Background: Transrectal ultrasound guided systematic biopsies of the prostate is a routine procedure to establish a prostate cancer diagnosis. However, the 10-12 prostate core biopsies only sample a relatively small volume of the prostate, and tumour lesions in regions between biopsy cores can be missed, leading to a well-known low sensitivity to detect clinically relevant cancer. As a proof-of-principle, we developed and validated a deep convolutional neural network model to distinguish between morphological patterns in benign prostate biopsy whole slide images from men with and without established cancer. Methods: This study included 14,354 hematoxylin and eosin stained whole slide images from benign prostate biopsies from 1,508 men in two groups: men without an established prostate cancer (PCa) diagnosis and men with at least one core biopsy diagnosed with PCa. 80% of the participants were assigned as training data and used for model optimization (1,211 men), and the remaining 20% (297 men) as a held-out test set used to evaluate model performance. An ensemble of 10 deep convolutional neural network models was optimized for classification of biopsies from men with and without established cancer. Hyperparameter optimization and model selection was performed by cross-validation in the training data . Results: Area under the receiver operating characteristic curve (ROC-AUC) was estimated as 0.727 (bootstrap 95% CI: 0.708-0.745) on biopsy level and 0.738 (bootstrap 95% CI: 0.682 - 0.796) on man level. At a specificity of 0.9 the model had an estimated sensitivity of 0.348. Conclusion: The developed model has the ability to detect men with risk of missed PCa due to under-sampling of the prostate. The proposed model has the potential to reduce the number of false negative cases in routine systematic prostate biopsies and to indicate men who could benefit from MRI-guided re-biopsy.

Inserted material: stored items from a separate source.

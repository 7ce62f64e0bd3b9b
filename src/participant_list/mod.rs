//! Printable participant list: paginated table with signatures and payment marks.

pub mod draw;
pub mod handlers;
pub mod layout;

use chrono::{DateTime, Local};
use serde::{Deserialize, Serialize};
use std::path::{Path, PathBuf};
use utoipa::ToSchema;

use crate::participant::{default_tutors, partition, PaidSet, ParticipantRecord, RosterGroup};
use crate::pdf::{write_output, Canvas, FontSetup, PageSize, PdfError};
use crate::signature::SignatureStore;
use crate::validation::{validate_required, ValidationErrors, Validator};
use draw::{ListPainter, Logo};

/// Event metadata printed in the header block.
#[derive(Debug, Clone, Default, PartialEq)]
pub struct EventDetails {
    pub name: String,
    pub date: String,
    pub tutors: String,
    pub price: String,
}

#[derive(Debug, Clone, Default, Deserialize, ToSchema)]
pub struct ParticipantListRequest {
    pub event_name: String,
    #[serde(default)]
    pub event_date: String,
    #[serde(default)]
    pub price: String,
    /// Defaults to the participants registered as tutors.
    #[serde(default)]
    pub tutors: Option<String>,
    /// Names that have paid.
    #[serde(default)]
    pub paid_names: Option<Vec<String>>,
    /// Alternative to `paid_names`: everyone else on the roster has paid.
    #[serde(default)]
    pub unpaid_names: Option<Vec<String>>,
}

impl Validator for ParticipantListRequest {
    fn validate(&self) -> Result<(), ValidationErrors> {
        let mut errors = ValidationErrors::new();
        validate_required(&self.event_name, "event_name", "Event name", &mut errors);
        errors.into_result()
    }
}

impl ParticipantListRequest {
    pub fn details(&self, participants: &[ParticipantRecord]) -> EventDetails {
        EventDetails {
            name: self.event_name.trim().to_string(),
            date: self.event_date.trim().to_string(),
            tutors: self
                .tutors
                .clone()
                .unwrap_or_else(|| default_tutors(participants)),
            price: self.price.trim().to_string(),
        }
    }

    /// Paid list wins when both lists are given; neither means nobody is marked.
    pub fn paid_set(&self, participants: &[ParticipantRecord]) -> PaidSet {
        match (&self.paid_names, &self.unpaid_names) {
            (Some(paid), _) => PaidSet::from_names(paid),
            (None, Some(unpaid)) => PaidSet::from_unpaid(participants, unpaid.as_slice()),
            (None, None) => PaidSet::default(),
        }
    }
}

/// Files and fonts the renderer reads.
pub struct ListAssets<'a> {
    pub fonts: &'a FontSetup,
    pub signatures: &'a SignatureStore,
    pub logo_path: &'a Path,
}

#[derive(Debug)]
pub struct RenderedList {
    pub pdf: Vec<u8>,
    pub pages: usize,
}

#[derive(Debug, Serialize, ToSchema)]
pub struct GeneratedList {
    pub filename: String,
    #[serde(skip)]
    pub path: PathBuf,
    #[serde(skip)]
    pub pdf: Vec<u8>,
    pub pages: usize,
    pub participants: usize,
}

/// Renders the list. Regular participants come first; the special group starts on
/// its own page and is numbered from 1 again.
pub fn render(
    participants: &[ParticipantRecord],
    details: &EventDetails,
    paid: &PaidSet,
    assets: &ListAssets<'_>,
) -> RenderedList {
    let (regular, special) = partition(participants);

    let mut canvas = Canvas::new(assets.fonts, PageSize::A4_LANDSCAPE)
        .with_title(format!("Teilnehmerliste {}", details.name));
    let header_bottom = ListPainter::header_bottom(&canvas);
    let plan = layout::plan(
        regular.len(),
        special.len(),
        header_bottom,
        PageSize::A4_LANDSCAPE.height_mm,
    );

    let painter = ListPainter {
        details,
        logo: Logo::load(&mut canvas, assets.logo_path),
    };

    let total = plan.page_count();
    for page in &plan.pages {
        let rows: Vec<_> = page
            .rows
            .iter()
            .map(|slot| {
                let group = match slot.group {
                    RosterGroup::Regular => &regular,
                    RosterGroup::Special => &special,
                };
                (slot, group[slot.index])
            })
            .collect();
        painter.draw_page(&mut canvas, page, total, &rows, paid, assets.signatures);
    }

    let pages = canvas.page_count();
    RenderedList {
        pdf: canvas.finish(),
        pages,
    }
}

/// `Teilnehmerliste_<event>_<timestamp>.pdf` with only ASCII alphanumerics kept from the event.
pub fn output_file_name(event_name: &str, now: DateTime<Local>) -> String {
    let event: String = event_name.chars().filter(|c| c.is_ascii_alphanumeric()).collect();
    format!("Teilnehmerliste_{}_{}.pdf", event, now.format("%Y%m%d_%H%M%S"))
}

/// Renders the list and writes it to `output_dir`.
pub fn generate(
    participants: &[ParticipantRecord],
    details: &EventDetails,
    paid: &PaidSet,
    assets: &ListAssets<'_>,
    output_dir: &Path,
    require_embedded_font: bool,
) -> Result<GeneratedList, PdfError> {
    if let Some(reason) = assets.fonts.fallback_reason() {
        if require_embedded_font {
            return Err(PdfError::FontRequired(reason.to_string()));
        }
        log::warn!(
            "Using built-in font for participant list ({}); unsupported characters become '?'",
            reason
        );
    }

    let rendered = render(participants, details, paid, assets);
    let filename = output_file_name(&details.name, Local::now());
    let path = write_output(output_dir, &filename, &rendered.pdf)?;
    log::info!(
        "Participant list with {} participants on {} pages written to {}",
        participants.len(),
        rendered.pages,
        path.display()
    );

    Ok(GeneratedList {
        filename,
        path,
        pdf: rendered.pdf,
        pages: rendered.pages,
        participants: participants.len(),
    })
}

#[cfg(test)]
mod tests {
    use super::*;
    use chrono::TimeZone;

    fn roster() -> Vec<ParticipantRecord> {
        vec![
            ParticipantRecord::new("Max Mustermann", "0123", "DE", "ERASMUS", "max@example.org"),
            ParticipantRecord::new("Erika Musterfrau", "0456", "AT", "TUTOR", "erika@example.org"),
        ]
    }

    #[test]
    fn test_output_file_name() {
        let now = Local.with_ymd_and_hms(2024, 5, 17, 18, 30, 5).unwrap();
        assert_eq!(
            output_file_name("Stammtisch #3 (Mai)", now),
            "Teilnehmerliste_Stammtisch3Mai_20240517_183005.pdf"
        );
    }

    #[test]
    fn test_tutors_default_to_roster() {
        let request = ParticipantListRequest {
            event_name: " Stammtisch ".to_string(),
            ..Default::default()
        };
        let details = request.details(&roster());
        assert_eq!(details.name, "Stammtisch");
        assert_eq!(details.tutors, "Erika Musterfrau");

        let request = ParticipantListRequest {
            tutors: Some("Jonas".to_string()),
            ..Default::default()
        };
        assert_eq!(request.details(&roster()).tutors, "Jonas");
    }

    #[test]
    fn test_paid_set_sources() {
        let participants = roster();

        let paid = ParticipantListRequest {
            paid_names: Some(vec![" max mustermann ".to_string()]),
            ..Default::default()
        }
        .paid_set(&participants);
        assert!(paid.contains("Max Mustermann"));
        assert!(!paid.contains("Erika Musterfrau"));

        let paid = ParticipantListRequest {
            unpaid_names: Some(vec!["MAX MUSTERMANN".to_string()]),
            ..Default::default()
        }
        .paid_set(&participants);
        assert!(!paid.contains("Max Mustermann"));
        assert!(paid.contains("Erika Musterfrau"));

        assert!(ParticipantListRequest::default().paid_set(&participants).is_empty());
    }
}
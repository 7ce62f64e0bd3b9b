use actix_multipart::Multipart;
use actix_web::{web, HttpResponse, Responder};
use base64::{engine::general_purpose::STANDARD, Engine};
use log::info;
use serde::{Deserialize, Serialize};
use utoipa::ToSchema;

use super::{signing_qr_code, SigningQrCode};
use crate::error::AppError;
use crate::multipart_parser::MultipartParser;
use crate::participant::handlers::{SheetLinkRequest, UnsignedNames};
use crate::state::AppState;
use crate::ErrorResponse;

pub const NAME_FIELD: &str = "name";
pub const IMAGE_FIELD: &str = "file";

/// Raw canvas capture from the signing pad.
#[derive(Debug, Deserialize, ToSchema)]
pub struct SignatureSubmission {
    pub name: String,
    pub width: u32,
    pub height: u32,
    /// RGBA pixels, row by row, base64 encoded.
    pub rgba_base64: String,
}

#[derive(Debug, Serialize, ToSchema)]
pub struct SavedSignature {
    pub name: String,
    pub file: String,
}

impl SavedSignature {
    fn new(name: &str, path: &std::path::Path) -> Self {
        Self {
            name: name.trim().to_string(),
            file: path
                .file_name()
                .map(|file| file.to_string_lossy().into_owned())
                .unwrap_or_default(),
        }
    }
}

#[utoipa::path(
    context_path = "/api",
    tag = "Signatures",
    post,
    path = "/qr",
    request_body = SheetLinkRequest,
    responses(
        (status = 200, description = "QR code opening the signing page for the sheet", body = SigningQrCode),
        (status = 400, description = "Invalid sheet link", body = ErrorResponse)
    )
)]
pub async fn create_signing_qr(
    data: web::Data<AppState>,
    req: web::Json<SheetLinkRequest>,
) -> impl Responder {
    info!("Executing create_signing_qr handler");
    let result: Result<SigningQrCode, AppError> = req
        .sheet_id()
        .and_then(|sheet_id| {
            signing_qr_code(&data.config.public_base_url, &sheet_id).map_err(AppError::from)
        });

    match result {
        Ok(code) => HttpResponse::Ok().json(code),
        Err(e) => e.into(),
    }
}

#[utoipa::path(
    context_path = "/api",
    tag = "Signatures",
    get,
    path = "/sign/{sheet_id}/participants",
    params(("sheet_id" = String, Path, description = "Google Sheet id from the QR link")),
    responses(
        (status = 200, description = "Participants of the sheet who have not signed yet", body = UnsignedNames),
        (status = 502, description = "Google Sheets request failed", body = ErrorResponse)
    )
)]
pub async fn get_kiosk_participants(
    data: web::Data<AppState>,
    sheet_id: web::Path<String>,
) -> impl Responder {
    info!("Executing get_kiosk_participants handler");
    let result = data
        .sheet_cache
        .get_or_load(data.sheets.as_ref(), &sheet_id, &data.config.snapshot_path())
        .await;

    match result {
        Ok(participants) => HttpResponse::Ok().json(UnsignedNames {
            names: data.signatures.unsigned_names(&participants),
        }),
        Err(e) => AppError::from(e).into(),
    }
}

#[utoipa::path(
    context_path = "/api",
    tag = "Signatures",
    post,
    path = "/signatures",
    request_body = SignatureSubmission,
    responses(
        (status = 201, description = "Signature stored", body = SavedSignature),
        (status = 400, description = "Invalid name or pixel data", body = ErrorResponse)
    )
)]
pub async fn submit_signature(
    data: web::Data<AppState>,
    req: web::Json<SignatureSubmission>,
) -> impl Responder {
    info!("Executing submit_signature handler");
    let req = req.into_inner();
    let result: Result<SavedSignature, AppError> = STANDARD
        .decode(req.rgba_base64.trim())
        .map_err(|e| AppError::BadRequest(format!("rgba_base64 is not valid base64: {}", e)))
        .and_then(|rgba| {
            let path = data.signatures.save_rgba(&req.name, req.width, req.height, rgba)?;
            Ok(SavedSignature::new(&req.name, &path))
        });

    match result {
        Ok(saved) => HttpResponse::Created().json(saved),
        Err(e) => e.into(),
    }
}

#[utoipa::path(
    context_path = "/api",
    tag = "Signatures",
    post,
    path = "/signatures/upload",
    request_body(content_type = "multipart/form-data", description = "`name` field and the signature image in the `file` part"),
    responses(
        (status = 201, description = "Signature stored", body = SavedSignature),
        (status = 400, description = "Missing part or unreadable image", body = ErrorResponse)
    )
)]
pub async fn upload_signature(data: web::Data<AppState>, payload: Multipart) -> impl Responder {
    info!("Executing upload_signature handler");
    let result: Result<SavedSignature, AppError> = async {
        let parts = MultipartParser::parse(payload).await?;
        let name = parts.require_text(NAME_FIELD)?;
        let image = parts.require_file(IMAGE_FIELD)?;
        let path = data.signatures.save_png(name, &image.bytes)?;
        Ok(SavedSignature::new(name, &path))
    }
    .await;

    match result {
        Ok(saved) => HttpResponse::Created().json(saved),
        Err(e) => e.into(),
    }
}

#[utoipa::path(
    context_path = "/api",
    tag = "Signatures",
    get,
    path = "/signatures/{name}",
    params(("name" = String, Path, description = "Participant name as on the roster")),
    responses(
        (status = 200, description = "Stored signature"),
        (status = 404, description = "No signature for this name", body = ErrorResponse)
    )
)]
pub async fn get_signature(data: web::Data<AppState>, name: web::Path<String>) -> impl Responder {
    info!("Executing get_signature handler");
    match data.signatures.load(&name) {
        Ok(Some(png)) => HttpResponse::Ok().content_type("image/png").body(png),
        Ok(None) => {
            AppError::NotFound(format!("no signature stored for '{}'", name.as_str())).into()
        }
        Err(e) => AppError::from(e).into(),
    }
}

Predicting molecular phenotypes from histopathology images: a transcriptome-wide expression-morphology analysis in breast cancer

Molecular phenotyping is central in cancer precision medicine, but remains costly and standard methods only provide a tumour average profile. Microscopic morphological patterns observable in histopathology sections from tumours are determined by the underlying molecular phenotype and associated with clinical factors. The relationship between morphology and molecular phenotype has a potential to be exploited for prediction of the molecular phenotype from the morphology visible in histopathology images. We report the first transcriptome-wide Expression-MOrphology (EMO) analysis in breast cancer, where gene-specific models were optimised and validated for prediction of mRNA expression both as a tumour average and in spatially resolved manner. Individual deep convolutional neural networks (CNNs) were optimised to predict the expression of 17,695 genes from hematoxylin and eosin (HE) stained whole slide images (WSIs). Predictions for 9,334 (52.75%) genes were significantly associated with RNA-sequencing estimates (FDR adjusted p-value < 0.05). 1,011 of the genes were brought forward for validation, with 876 (87%) and 908 (90%) successfully replicated in internal and external test data, respectively. Predicted spatial intra-tumour variabilities in expression were validated in 76 genes, out of which 59 (77.6%) had a significant association (FDR adjusted p-value < 0.05) with spatial transcriptomics estimates. These results suggest that the proposed methodology can be applied to predict both tumour average gene expression and intra-tumour spatial expression directly from morphology, thus providing a scalable approach to characterise intra-tumour heterogeneity.